4.1 Introduction
The viruses in the herpesvirus group include herpes simplex, varicella-zoster, Epstein Barr, and cytomegalovirus. This chapter addresses both herpes simplex and varicella-zoster viruses. Herpes simplex cutaneous lesions are caused by the herpes simplex virus. Herpes zoster and varicella are caused by the virus varicella-zoster.
4.2 Epidemiology
The lesions of cutaneous herpes simplex virus can occur at any age. Herpetic gingivostomatitis is more common in younger children. Reactivation of the lesions can occur following the initial simplex infection. Genital herpes lesions are generally more common in adolescents and adults than in young children. Herpes zoster is seen at any age, however, is more common in adolescents than young children and most common in adults. An association has been noted between herpes zoster and a diagnosis of asthma [1, 2].
4.3 Clinical Findings
Herpes simplex – Cutaneous lesions consist of grouped vesicular lesions with an erythematous surround. Lesions may be located anywhere, including mucous membranes. When the vesicles rupture, the ulcers are deep seated (occurring at the subepidermal level). Crusting can be noted (Fig. 4.1). Some vesicles may become pustular. There may be regional lymphadenopathy noted.

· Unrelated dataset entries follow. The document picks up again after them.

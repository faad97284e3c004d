//! # halt-core
//!
//! Low-level OS primitives for the halt termination subsystem.
//!
//! This crate provides safe abstractions over:
//! - **Liveness**: answering "is this pid alive" through null-signal
//!   delivery or the `/proc` process table, plus zombie detection.
//! - **Signals**: parsing user-supplied signal names and delivering them
//!   directly to a pid.
//! - **Filesystem**: recursive removal that unmounts busy mount points
//!   and retries.
//! - **Labels**: the registry of reserved MAC process labels.

#![cfg_attr(test, allow(clippy::expect_used, clippy::unwrap_used))]

pub mod filesystem;
pub mod label;
pub mod probe;
pub mod signal;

Reactivation of the lesions may be accompanied by a prodrome of burning, itching, or stinging.
Herpes zoster is characterized by lesions similar to those in Herpes Simplex; however, these lesions are arranged in a dermatomal pattern involving usually 1–3 dermatomes (Fig. 4.2). Pain, burning, or itching may occur prior to the onset of visible lesions. Occasionally, systemic viremia may be present.

Herpes simplex of the lips. Ulcers and crusting are noted

Herpes zoster of the right chest
4.4 Laboratory
Herpes simplex and herpes zoster lesions can be diagnosed by the clinical appearance. If confirmation is needed, the virus can be identified from a specimen retrieved from the base of an intact vesicle. The specimen can be submitted for PCR, fluorescent antibody, or culture (Herpes simplex virus grows more reliably than varicella-zoster virus). Both viruses are present in the respective lesions and can be contagious to susceptible individuals.
4.5 Treatment
Herpes simplex virus– Cutaneous lesions are acutely treated with analgesics and prevention of secondary bacterial infection. Recurrent lesions can be treated with topical docosonal or topical penciclovir (both used at home as soon as prodrome begins). If recurrent lesions are occurring more often than 4–6 weeks or are occurring in an immunosuppressed patient, consider systemic ant-viral treatment either episodically or on a suppressive basis.
Varicella-zoster lesions can be treated with analgesics and prevention of secondary bacterial infections. If the lesions continue to enlarge and spread even after several days or are occurring in an immunosuppressed patient, systemic anti-virals may be necessary. Post-herpetic neuralgia is less common in children than older adults; thus, systemic steroids are not prescribed as often as with older adults.
4.6 Prognosis
In immunocompetent individuals, recurrent herpes simplex lesions tend to be confined to a specific area. Recognizing triggers (e.g., fever, illness, menses, sun exposure) can be useful – triggers can sometimes be avoided to decrease frequency of recurrences. In immunocompromised individuals, the lesions can be widespread and cause systemic issues. In addition, any active lesions can be contagious to susceptible individuals.
In adolescents, herpes zoster can sometimes be a signal of an immune issue. Considering this, further work-up should be initiated as indicated. As mentioned above, post-herpetic neuralgia is less common in children and adolescents versus adults. Scarring may be noted (Fig. 4.3). Most typically herpes zoster occurs only once. In addition, any active lesions can be contagious to susceptible individuals.